The hunt for oil and gas off the coast of Oamaru and Dunedin will intensify over the next few months as two major exploration companies reach the "drill or drop" stages of their prospecting licences.
If they go ahead it could lead to two offshore wells being drilled by later this year and the discovery of major reserves of oil condensate and gas in what is known as the Canterbury Basin. The area stretches offshore from Timaru to Dunedin.
New Zealand Oil and Gas (NZOG), in partnership with two other companies, is out in the international market at the moment looking for a specialist deep sea drilling company to join it in sinking a well on what is known as the Barque prospect off Oamaru.
And the large international oil exploration company Anadarko has licences to explore the Carrick-Caravel prospects off Dunedin. It will also soon be looking for a deep sea rig to drill off Dunedin and then off Taranaki.

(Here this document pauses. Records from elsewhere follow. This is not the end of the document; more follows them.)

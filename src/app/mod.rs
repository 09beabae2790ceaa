pub mod input;
pub mod report;
pub mod runner;
pub mod shutdown;

pub use input::CommandSlot;
pub use report::StatusReport;
pub use runner::{Cadence, Runner};
pub use shutdown::ShutdownManager;

use anyhow::{Context, Result};
use serpens_core::config::AppConfig;
use serpens_core::{Simulation, SimulationHandle};
use std::path::Path;
use std::sync::mpsc::{sync_channel, RecvTimeoutError};
use std::time::Duration;

/// Loads `path`, falling back to defaults when the file does not exist.
///
/// A file that exists but fails to parse or validate is an error.
pub fn load_config(path: impl AsRef<Path>) -> Result<AppConfig> {
    let path = path.as_ref();
    if !path.exists() {
        tracing::warn!(path = %path.display(), "Config file not found, using defaults");
        return Ok(AppConfig::default());
    }
    let content = std::fs::read_to_string(path)
        .with_context(|| format!("Failed to read {}", path.display()))?;
    AppConfig::from_toml(&content).with_context(|| format!("Invalid config {}", path.display()))
}

/// Validates `config` and renders it as TOML.
pub fn render_config(config: &AppConfig) -> Result<String> {
    config.validate()?;
    Ok(toml::to_string_pretty(config)?)
}

/// How the headless runner reports and when it stops.
#[derive(Debug, Clone)]
pub struct RunOptions {
    /// Stop after this many ticks; zero runs until quit.
    pub max_ticks: u64,
    /// Ticks between two status reports; zero disables them.
    pub report_every: u64,
    /// Print status reports as JSON lines on stdout.
    pub json: bool,
    /// Read key commands from stdin.
    pub read_stdin: bool,
}

impl Default for RunOptions {
    fn default() -> Self {
        Self {
            max_ticks: 0,
            report_every: 1000,
            json: false,
            read_stdin: true,
        }
    }
}

/// The headless application: the simulation thread plus a main thread that
/// plays the rendering collaborator.
pub struct App {
    pub config: AppConfig,
    pub options: RunOptions,
    handle: SimulationHandle,
    commands: CommandSlot,
    shutdown: ShutdownManager,
}

impl App {
    pub fn new(config: AppConfig, options: RunOptions) -> Result<Self> {
        config.validate()?;
        tracing::info!(
            fingerprint = %config.fingerprint(),
            population = config.evolution.population_size,
            seed = ?config.world.seed,
            "Configuration loaded"
        );
        let handle = SimulationHandle::new(Simulation::new(config.clone()));
        Ok(Self {
            config,
            options,
            handle,
            commands: CommandSlot::new(),
            shutdown: ShutdownManager::new(),
        })
    }

    pub fn handle(&self) -> SimulationHandle {
        self.handle.clone()
    }

    /// Sender side of the command slot.
    pub fn commands(&self) -> CommandSlot {
        self.commands.clone()
    }

    pub fn shutdown(&self) -> ShutdownManager {
        self.shutdown.clone()
    }

    /// Runs until quit, the tick limit, or a fatal simulation error.
    /// Returns the number of ticks simulated.
    pub fn run(&mut self) -> Result<u64> {
        if self.options.read_stdin {
            input::spawn_stdin_reader(self.commands.clone(), self.shutdown.clone());
            tracing::info!("Keys: space = single mode, a/b = pause/resume, c/d = stats, q = quit");
        }

        let (frames_tx, frames_rx) = sync_channel(1);
        let runner = Runner::new(
            self.handle.clone(),
            self.commands.clone(),
            self.shutdown.clone(),
            Duration::from_millis(self.config.target_tick_ms),
        )
        .with_max_ticks(self.options.max_ticks);
        let sim_thread = runner.spawn(frames_tx)?;

        let mut last_report = 0;
        loop {
            match frames_rx.recv_timeout(Duration::from_millis(100)) {
                Ok(tick) => {
                    if self.options.report_every > 0
                        && tick >= last_report + self.options.report_every
                    {
                        self.report(tick)?;
                        last_report = tick;
                    }
                }
                Err(RecvTimeoutError::Timeout) => {
                    if self.shutdown.is_shutdown_requested() {
                        break;
                    }
                }
                Err(RecvTimeoutError::Disconnected) => break,
            }
        }

        let ticks = sim_thread
            .join()
            .map_err(|_| anyhow::anyhow!("Simulation thread panicked"))??;
        self.report(ticks)?;
        let tps = self.handle.lock()?.metrics.ticks_per_second();
        tracing::info!(ticks, ticks_per_second = tps, "Run complete");
        Ok(ticks)
    }

    /// Captures a snapshot under the population lock and emits one status line.
    pub fn report(&self, tick: u64) -> Result<StatusReport> {
        let snapshot = self.handle.snapshot()?;
        let status = StatusReport::from_snapshot(tick, &snapshot);
        if self.options.json {
            println!("{}", status.to_json()?);
        } else {
            status.log();
        }
        Ok(status)
    }
}

#[cfg(test)]
mod tests {
    use super::*;
    use serpens_core::config::WorldConfig;

    fn quick_config() -> AppConfig {
        AppConfig {
            world: WorldConfig {
                seed: Some(21),
                ..Default::default()
            },
            target_tick_ms: 1,
            ..Default::default()
        }
    }

    #[test]
    fn test_missing_config_uses_defaults() {
        let config = load_config("definitely/not/here.toml").unwrap();
        assert_eq!(config, AppConfig::default());
    }

    #[test]
    fn test_render_config_round_trips() {
        let config = quick_config();
        let text = render_config(&config).unwrap();
        assert_eq!(AppConfig::from_toml(&text).unwrap(), config);
    }

    #[test]
    fn test_render_config_rejects_invalid_config() {
        let mut config = quick_config();
        config.evolution.population_size = 0;
        assert!(render_config(&config).is_err());
    }

    #[test]
    fn test_app_rejects_invalid_config() {
        let mut config = quick_config();
        config.evolution.population_size = 0;
        assert!(App::new(config, RunOptions::default()).is_err());
    }

    #[test]
    fn test_app_runs_fixed_number_of_ticks() {
        let options = RunOptions {
            max_ticks: 20,
            report_every: 5,
            json: false,
            read_stdin: false,
        };
        let mut app = App::new(quick_config(), options).unwrap();
        let ticks = app.run().unwrap();
        assert_eq!(ticks, 20);
        let snap = app.handle().snapshot().unwrap();
        assert_eq!(snap.clock, 160);
        assert!(app.shutdown().is_shutdown_requested());
    }
}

If hydrocarbons are discovered off Dunedin the rig would return to drill an appraisal well.
The Canterbury Basin is considered to be relatively unexplored with only five wells having been drilled between 1970 and 2008. Two of those wells, one south of Oamaru and the other between Timaru and Oamaru, produced gas in one and gas and condensate in the other, but they were not considered to be of commercial significance.
Chris Roberts, corporate affairs manager for NZOG, said yesterday that his company had someone in the United States and recently in London promoting the Barque prospect to companies that had the ability to drill deep water wells.

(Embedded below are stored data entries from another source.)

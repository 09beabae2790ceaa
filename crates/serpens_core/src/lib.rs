//! # Serpens Core
//!
//! Simulation engine for Serpens, a neuro-evolution sandbox where snakes
//! steered by tiny byte-weighted networks learn to hunt nibbles.
//!
//! This crate contains the deterministic simulation logic:
//! - Circle physics (walls, separation, chain following)
//! - Byte genomes and their crossover/mutation operators
//! - Fixed-topology feed-forward networks
//! - Field-of-view perception and snake behavior
//! - The generational controller with single-agent replay
//! - Metrics collection and structured logging
//!
//! ## Example
//!
//! ```
//! use serpens_core::config::{AppConfig, WorldConfig};
//! use serpens_core::evolution::Simulation;
//! use serpens_data::Command;
//!
//! let config = AppConfig {
//!     world: WorldConfig { seed: Some(42), ..Default::default() },
//!     ..Default::default()
//! };
//! let mut sim = Simulation::new(config);
//! let report = sim.tick(Command::None).unwrap();
//! assert!(report.seeded);
//! assert!(!sim.snakes.is_empty());
//! ```

/// Configuration management for simulation parameters
pub mod config;
/// Error types
pub mod error;
/// The generational loop and single-agent replay
pub mod evolution;
/// Genetic operators over byte genomes
pub mod genome;
/// Performance metrics collection and logging
pub mod metrics;
/// Feed-forward network inference and weight loading
pub mod network;
/// Field-of-view bins and sensory input layout
pub mod perception;
/// Circle physics
pub mod physics;
/// Snake spawning, steering, eating and dying
pub mod snake;
/// Read-only views and the shared simulation handle
pub mod snapshot;
/// Fitness timeline
pub mod stats;
/// Arena, clock and nibbles
pub mod world;

pub use error::{Result, SimError};
pub use evolution::{Simulation, TickReport};
pub use genome::DnaLogic;
pub use metrics::{init_logging, Metrics};
pub use network::{NetworkLogic, StageLogic};
pub use physics::CircleLogic;
pub use snake::{SnakeLogic, SnakeTick};
pub use snapshot::{SimulationHandle, SimulationSnapshot};
pub use world::{Nibble, World};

The depth of the prospect varies from 400 metres to 1000 metres and a well could be drilled to a depth of 3000 metres below that.
NZOG and its partners would need to attract an additional partner because of the cost of drilling a well would be up to $100 million.
The Barque prospect is considered "potentially very large in a New Zealand context", he said.
"Previous wells have proven there is a petroleum system working there; we know that petroleum has been generated. It is a good starting point, so we now need to find where it is trapped in significant quantities to make it commercial."